Retainers Can Solidify Client Confidence – and Payment

Published on: 
One of the first "wants" for lawyers opening a new firm is to get as many clients as possible on a retainer basis. Retainers set up a fixed-fee-per-time cycle, often monthly, by which client funds deposited in a trust account are drawn on over a year or other designated period. Retainers can be one-time payments to guarantee the future availability of the lawyer or firm, or deposits against future services. With retainers, because the client is not paying by the hour, attorneys are afforded the security of knowing the amount and timing of cash flow into the firm.

The disadvantage is that the client may require more services than the amount of the retainer would cover at the hourly rate. To the extent allowed by market forces and consistent with rules of ethics, that issue can be addressed by increasing the retainer to cover a substantial portion of the initial phase of the work. The goal is to stay ahead of the client by having a sufficient amount in the trust fund to bill against until computation of the final tabulation. Send the client monthly statements on the amount withdrawn so there is no question about what is owed for a final billing.

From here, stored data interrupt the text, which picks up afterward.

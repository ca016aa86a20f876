mod common;

use std::time::Duration;

use phasegate::engine::{ConditionId, ConditionType, PartId};
use phasegate::fsm::{ConditionState, PartState, PhaseState};

use common::{phase, time_condition};

async fn settle() {
    for _ in 0..8 {
        tokio::task::yield_now().await;
    }
}

#[tokio::test(start_paused = true)]
async fn and_phase_of_three_timers_reaches_next_after_the_longest() {
    let gate = phase(
        1,
        1,
        ConditionType::And,
        vec![time_condition(1, 1), time_condition(2, 2), time_condition(3, 3)],
    );
    gate.activate().unwrap();

    tokio::time::sleep(Duration::from_millis(1_100)).await;
    settle().await;
    assert_eq!(
        gate.condition(ConditionId(1)).unwrap().state(),
        ConditionState::Satisfied
    );
    assert_eq!(gate.state(), PhaseState::Active);

    tokio::time::sleep(Duration::from_millis(2_000)).await;
    settle().await;
    for id in 1..=3 {
        assert_eq!(
            gate.condition(ConditionId(id)).unwrap().state(),
            ConditionState::Satisfied,
            "condition {id}"
        );
    }
    assert_eq!(gate.state(), PhaseState::Next);
    assert!(gate.is_clear());
}

#[tokio::test(start_paused = true)]
async fn or_phase_fires_on_the_shortest_timer() {
    let gate = phase(
        1,
        1,
        ConditionType::Or,
        vec![time_condition(1, 5), time_condition(2, 1)],
    );
    gate.activate().unwrap();

    tokio::time::sleep(Duration::from_millis(1_100)).await;
    settle().await;
    assert_eq!(gate.state(), PhaseState::Next);
    assert_eq!(
        gate.condition(ConditionId(1)).unwrap().state(),
        ConditionState::Unsatisfied
    );

    // The losing timer was halted when the phase left active.
    tokio::time::sleep(Duration::from_secs(5)).await;
    settle().await;
    assert_eq!(
        gate.condition(ConditionId(1)).unwrap().state(),
        ConditionState::Unsatisfied
    );
}

#[tokio::test(start_paused = true)]
async fn reset_stops_running_timers() {
    let gate = phase(1, 1, ConditionType::And, vec![time_condition(1, 2)]);
    gate.activate().unwrap();
    tokio::time::sleep(Duration::from_millis(500)).await;

    gate.reset().unwrap();
    tokio::time::sleep(Duration::from_secs(5)).await;
    settle().await;

    let part = gate
        .condition(ConditionId(1))
        .unwrap()
        .part(PartId(1))
        .unwrap();
    assert_eq!(part.state(), PartState::Ready);
    assert_eq!(gate.state(), PhaseState::Ready);
}

#[test]
fn time_part_outside_a_runtime_stays_unsatisfied() {
    let gate = phase(1, 1, ConditionType::And, vec![time_condition(1, 1)]);
    gate.activate().unwrap();
    let part = gate
        .condition(ConditionId(1))
        .unwrap()
        .part(PartId(1))
        .unwrap();
    assert_eq!(part.state(), PartState::Unsatisfied);
    assert!(part.process(1).is_err());
}
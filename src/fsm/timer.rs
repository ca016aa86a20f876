//! Periodic ticker with observer fan-out
//!
//! [`IntervalTimer`] runs a tokio task that notifies its [`TickObserver`]s
//! once per interval. The first tick arrives one full interval after
//! [`IntervalTimer::start`]. Stopping cancels the task through a
//! `CancellationToken`; a fresh token is installed so the timer can be
//! started again.

use std::sync::{Arc, Mutex, Weak};
use std::time::Duration;

use tokio::task::JoinHandle;
use tokio::time::{Instant, MissedTickBehavior};
use tokio_util::sync::CancellationToken;
use tracing::{debug, trace};

use super::lock;
use super::subject::{Subject, TickObserver};
use crate::error::PhaseError;

struct TimerInner {
    interval: Duration,
    running: bool,
    cancel: CancellationToken,
    task: Option<JoinHandle<()>>,
    started_at: Option<Instant>,
}

/// Restartable periodic timer.
pub struct IntervalTimer {
    inner: Mutex<TimerInner>,
    observers: Arc<Subject<dyn TickObserver>>,
}

impl IntervalTimer {
    /// Creates a stopped timer.
    ///
    /// # Errors
    ///
    /// Returns `PhaseError::Validation` if `interval` is zero.
    pub fn new(interval: Duration) -> Result<Self, PhaseError> {
        validate_interval(interval)?;
        Ok(Self {
            inner: Mutex::new(TimerInner {
                interval,
                running: false,
                cancel: CancellationToken::new(),
                task: None,
                started_at: None,
            }),
            observers: Arc::new(Subject::new()),
        })
    }

    /// Registers a tick observer.
    pub fn add_observer(&self, observer: &Arc<dyn TickObserver>) {
        self.observers.add_observer(observer);
    }

    /// Registers a weakly held tick observer.
    pub fn subscribe(&self, observer: Weak<dyn TickObserver>) {
        self.observers.subscribe(observer);
    }

    /// Removes a tick observer.
    pub fn remove_observer(&self, observer: &Arc<dyn TickObserver>) {
        self.observers.remove_observer(observer);
    }

    /// Starts ticking. Calling `start` on a running timer does nothing.
    ///
    /// # Errors
    ///
    /// Returns `PhaseError::Strategy` when called outside a tokio runtime.
    pub fn start(&self) -> Result<(), PhaseError> {
        let mut inner = lock(&self.inner);
        if inner.running {
            return Ok(());
        }
        let handle = runtime_handle()?;
        self.arm(&mut inner, &handle);
        debug!(interval = ?inner.interval, "timer started");
        Ok(())
    }

    fn arm(&self, inner: &mut TimerInner, handle: &tokio::runtime::Handle) {
        let task = spawn_ticker(
            handle,
            inner.interval,
            inner.cancel.clone(),
            Arc::clone(&self.observers),
        );
        inner.task = Some(task);
        inner.running = true;
        inner.started_at = Some(Instant::now());
    }

    /// Stops ticking. Calling `stop` on a stopped timer does nothing.
    pub fn stop(&self) {
        let mut inner = lock(&self.inner);
        if !inner.running {
            return;
        }
        Self::halt(&mut inner);
        debug!("timer stopped");
    }

    fn halt(inner: &mut TimerInner) {
        inner.cancel.cancel();
        inner.cancel = CancellationToken::new();
        inner.task = None;
        inner.running = false;
        inner.started_at = None;
    }

    /// Changes the interval, restarting the ticker if it is running. The
    /// restart happens under the same lock as the halt, so a concurrent
    /// [`stop`](Self::stop) either precedes it or stops the new ticker.
    ///
    /// # Errors
    ///
    /// Returns `PhaseError::Validation` if `interval` is zero, or
    /// `PhaseError::Strategy` if a running timer is updated outside a tokio
    /// runtime; the timer is left untouched in both cases.
    pub fn update_interval(&self, interval: Duration) -> Result<(), PhaseError> {
        validate_interval(interval)?;
        let mut inner = lock(&self.inner);
        if !inner.running {
            inner.interval = interval;
            return Ok(());
        }
        let handle = runtime_handle()?;
        Self::halt(&mut inner);
        inner.interval = interval;
        self.arm(&mut inner, &handle);
        debug!(interval = ?interval, "timer restarted");
        Ok(())
    }

    /// Returns `true` while the ticker task is armed.
    #[must_use]
    pub fn is_running(&self) -> bool {
        lock(&self.inner).running
    }

    /// Current interval.
    #[must_use]
    pub fn interval(&self) -> Duration {
        lock(&self.inner).interval
    }

    /// Time elapsed since the timer was last started.
    #[must_use]
    pub fn elapsed(&self) -> Option<Duration> {
        lock(&self.inner).started_at.map(|t| t.elapsed())
    }

    /// When the next tick is due, if running.
    #[must_use]
    pub fn next_trigger(&self) -> Option<Instant> {
        let inner = lock(&self.inner);
        let started = inner.started_at?;
        let period = inner.interval.as_nanos();
        let elapsed = started.elapsed().as_nanos();
        let ticks = elapsed / period + 1;
        let offset = u64::try_from(period * ticks).ok()?;
        Some(started + Duration::from_nanos(offset))
    }
}

impl Drop for IntervalTimer {
    fn drop(&mut self) {
        lock(&self.inner).cancel.cancel();
    }
}

impl std::fmt::Debug for IntervalTimer {
    fn fmt(&self, f: &mut std::fmt::Formatter<'_>) -> std::fmt::Result {
        let inner = lock(&self.inner);
        f.debug_struct("IntervalTimer")
            .field("interval", &inner.interval)
            .field("running", &inner.running)
            .field("observers", &self.observers.len())
            .finish()
    }
}

fn runtime_handle() -> Result<tokio::runtime::Handle, PhaseError> {
    tokio::runtime::Handle::try_current()
        .map_err(|e| PhaseError::Strategy(format!("timer requires a tokio runtime: {e}")))
}

fn validate_interval(interval: Duration) -> Result<(), PhaseError> {
    if interval.is_zero() {
        return Err(PhaseError::Validation(
            "timer interval must be greater than zero".to_string(),
        ));
    }
    Ok(())
}

fn spawn_ticker(
    handle: &tokio::runtime::Handle,
    period: Duration,
    cancel: CancellationToken,
    observers: Arc<Subject<dyn TickObserver>>,
) -> JoinHandle<()> {
    handle.spawn(async move {
        let mut interval = tokio::time::interval_at(Instant::now() + period, period);
        interval.set_missed_tick_behavior(MissedTickBehavior::Delay);
        loop {
            tokio::select! {
                biased;
                () = cancel.cancelled() => {
                    trace!("ticker cancelled");
                    break;
                }
                _ = interval.tick() => {
                    observers.notify(|o| o.on_tick());
                }
            }
        }
    })
}

#[cfg(test)]
mod tests {
    use super::*;
    use std::sync::atomic::{AtomicU32, Ordering};

    #[derive(Default)]
    struct Counter(AtomicU32);

    impl TickObserver for Counter {
        fn on_tick(&self) {
            self.0.fetch_add(1, Ordering::SeqCst);
        }
    }

    async fn settle() {
        for _ in 0..10 {
            tokio::task::yield_now().await;
        }
    }

    fn counting_timer(secs: u64) -> (IntervalTimer, Arc<Counter>) {
        let timer = IntervalTimer::new(Duration::from_secs(secs)).unwrap();
        let counter = Arc::new(Counter::default());
        let observer: Arc<dyn TickObserver> = counter.clone();
        timer.add_observer(&observer);
        (timer, counter)
    }

    #[test]
    fn test_zero_interval_rejected() {
        assert!(IntervalTimer::new(Duration::ZERO).is_err());
    }

    #[test]
    fn test_start_without_runtime_errors() {
        let timer = IntervalTimer::new(Duration::from_secs(1)).unwrap();
        let err = timer.start().unwrap_err();
        assert!(matches!(err, PhaseError::Strategy(_)));
        assert!(!timer.is_running());
    }

    #[tokio::test(start_paused = true)]
    async fn test_no_immediate_tick() {
        let (timer, counter) = counting_timer(1);
        timer.start().unwrap();
        settle().await;
        assert_eq!(counter.0.load(Ordering::SeqCst), 0);

        tokio::time::sleep(Duration::from_millis(1100)).await;
        settle().await;
        assert_eq!(counter.0.load(Ordering::SeqCst), 1);
        timer.stop();
    }

    #[tokio::test(start_paused = true)]
    async fn test_stop_halts_ticks_and_restart_works() {
        let (timer, counter) = counting_timer(1);
        timer.start().unwrap();
        tokio::time::sleep(Duration::from_millis(2500)).await;
        settle().await;
        assert_eq!(counter.0.load(Ordering::SeqCst), 2);

        timer.stop();
        timer.stop();
        assert!(!timer.is_running());
        tokio::time::sleep(Duration::from_secs(5)).await;
        settle().await;
        assert_eq!(counter.0.load(Ordering::SeqCst), 2);

        timer.start().unwrap();
        timer.start().unwrap();
        tokio::time::sleep(Duration::from_millis(1100)).await;
        settle().await;
        assert_eq!(counter.0.load(Ordering::SeqCst), 3);
        timer.stop();
    }

    #[tokio::test(start_paused = true)]
    async fn test_update_interval_restarts() {
        let (timer, counter) = counting_timer(10);
        timer.start().unwrap();
        timer.update_interval(Duration::from_secs(1)).unwrap();
        assert!(timer.is_running());
        assert_eq!(timer.interval(), Duration::from_secs(1));

        tokio::time::sleep(Duration::from_millis(1100)).await;
        settle().await;
        assert_eq!(counter.0.load(Ordering::SeqCst), 1);
        timer.stop();
    }

    #[tokio::test(start_paused = true)]
    async fn test_stop_after_update_interval_sticks() {
        let (timer, counter) = counting_timer(10);
        timer.start().unwrap();
        timer.update_interval(Duration::from_secs(1)).unwrap();
        timer.stop();
        assert!(!timer.is_running());

        tokio::time::sleep(Duration::from_secs(5)).await;
        settle().await;
        assert_eq!(counter.0.load(Ordering::SeqCst), 0);

        timer.update_interval(Duration::from_secs(2)).unwrap();
        assert!(!timer.is_running());
        assert_eq!(timer.interval(), Duration::from_secs(2));
    }

    #[test]
    fn test_update_interval_while_stopped_needs_no_runtime() {
        let timer = IntervalTimer::new(Duration::from_secs(1)).unwrap();
        timer.update_interval(Duration::from_secs(3)).unwrap();
        assert_eq!(timer.interval(), Duration::from_secs(3));
        assert!(timer.update_interval(Duration::ZERO).is_err());
    }

    #[tokio::test(start_paused = true)]
    async fn test_next_trigger_tracks_interval() {
        let (timer, _counter) = counting_timer(2);
        assert!(timer.next_trigger().is_none());
        let before = Instant::now();
        timer.start().unwrap();
        let next = timer.next_trigger().unwrap();
        assert_eq!(next - before, Duration::from_secs(2));
        timer.stop();
        assert!(timer.next_trigger().is_none());
    }
}
//! Scenario schema types
//!
//! Deserialized from YAML. Ids are plain integers in the file and become
//! typed ids here.

use serde::{Deserialize, Serialize};
use std::time::Duration;

use crate::engine::{ConditionId, ConditionKind, ConditionType, PartSpec, PhaseId};
use crate::error::ConfigError;

/// Time unit used when `engine.time_unit` is omitted.
pub const DEFAULT_TIME_UNIT: &str = "1s";

// ============================================================================
// Top-Level Configuration
// ============================================================================

/// Root of a scenario file.
#[derive(Debug, Clone, Serialize, Deserialize)]
#[serde(deny_unknown_fields)]
pub struct ScenarioConfig {
    /// Scenario name, used in events and `status` output.
    #[serde(default, skip_serializing_if = "Option::is_none")]
    pub name: Option<String>,

    /// Free-form description.
    #[serde(default, skip_serializing_if = "Option::is_none")]
    pub description: Option<String>,

    /// Engine-wide settings.
    #[serde(default)]
    pub engine: EngineConfig,

    /// Every phase in the graph, in any order.
    #[serde(default)]
    pub phases: Vec<PhaseConfig>,
}

impl ScenarioConfig {
    /// Scenario name, or `"unnamed"`.
    #[must_use]
    pub fn display_name(&self) -> &str {
        self.name.as_deref().unwrap_or("unnamed")
    }
}

// ============================================================================
// Engine
// ============================================================================

/// Engine-wide settings.
#[derive(Debug, Clone, Default, Serialize, Deserialize)]
#[serde(deny_unknown_fields)]
pub struct EngineConfig {
    /// What a time reference of `1` means, as a humantime string
    /// (`"1s"`, `"250ms"`, `"1m"`).
    #[serde(default, skip_serializing_if = "Option::is_none")]
    pub time_unit: Option<String>,

    /// Advance as soon as a current phase reaches `next`.
    #[serde(default)]
    pub auto_advance: bool,
}

impl EngineConfig {
    /// Parses `time_unit`, falling back to one second.
    ///
    /// # Errors
    ///
    /// Returns `ConfigError::InvalidValue` if the string is not a humantime
    /// duration or is zero.
    pub fn time_unit(&self) -> Result<Duration, ConfigError> {
        let raw = self.time_unit.as_deref().unwrap_or(DEFAULT_TIME_UNIT);
        let unit = humantime::parse_duration(raw).map_err(|e| ConfigError::InvalidValue {
            field: "engine.time_unit".to_string(),
            value: raw.to_string(),
            expected: format!("a duration like \"1s\" or \"250ms\" ({e})"),
        })?;
        if unit.is_zero() {
            return Err(ConfigError::InvalidValue {
                field: "engine.time_unit".to_string(),
                value: raw.to_string(),
                expected: "a non-zero duration".to_string(),
            });
        }
        Ok(unit)
    }
}

// ============================================================================
// Phases
// ============================================================================

/// One phase of the graph.
#[derive(Debug, Clone, Serialize, Deserialize)]
#[serde(deny_unknown_fields)]
pub struct PhaseConfig {
    /// Unique phase id.
    pub id: PhaseId,

    /// Display name.
    pub name: String,

    /// Free-form description.
    #[serde(default, skip_serializing_if = "Option::is_none")]
    pub description: Option<String>,

    /// Position among siblings; siblings advance in ascending order.
    pub order: u32,

    /// Parent phase id; omitted for root phases.
    #[serde(default, skip_serializing_if = "Option::is_none")]
    pub parent: Option<PhaseId>,

    /// How the conditions combine.
    #[serde(default)]
    pub condition_type: ConditionType,

    /// Move to `next` when the last child phase finishes.
    #[serde(default)]
    pub auto_progress: bool,

    /// Conditions gating this phase.
    #[serde(default)]
    pub conditions: Vec<ConditionConfig>,
}

/// A condition and its parts.
#[derive(Debug, Clone, Serialize, Deserialize)]
#[serde(deny_unknown_fields)]
pub struct ConditionConfig {
    /// Condition id, unique within its phase.
    pub id: ConditionId,

    /// Display label.
    #[serde(default)]
    pub label: String,

    /// Strategy kind for every part.
    pub kind: ConditionKind,

    /// Parts; all must be satisfied.
    #[serde(default)]
    pub parts: Vec<PartSpec>,
}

When choosing to request a retainer, make sure that the engagement letter covers the details of the agreement, as discussed below.


An explanation regarding the type of account in which the retainer will be deposited is also warranted.

Refundable or nonrefundable

If the retainer is refundable, the agreement must specify when any residual amount will be refunded. If the retainer is nonrefundable, it must be a reasonable amount.

Interest or non-interest bearing

If the account is interest-bearing, make sure the client knows who will collect that interest. IOLTA interest provisions are of particular importance.


If the firm requires replenishment of the retainer or a minimum balance, set forth those terms. If the firm reserves the right to demand replenishment, perhaps an adequate notice period to the client would be preferred to replenishment upon demand.

Application of retainer to fees and/or costs

The engagement agreement should disclose whether the retainer will be applied to fees, costs or both, and also should detail how the billings will reflect depletion of the retainer for such payments.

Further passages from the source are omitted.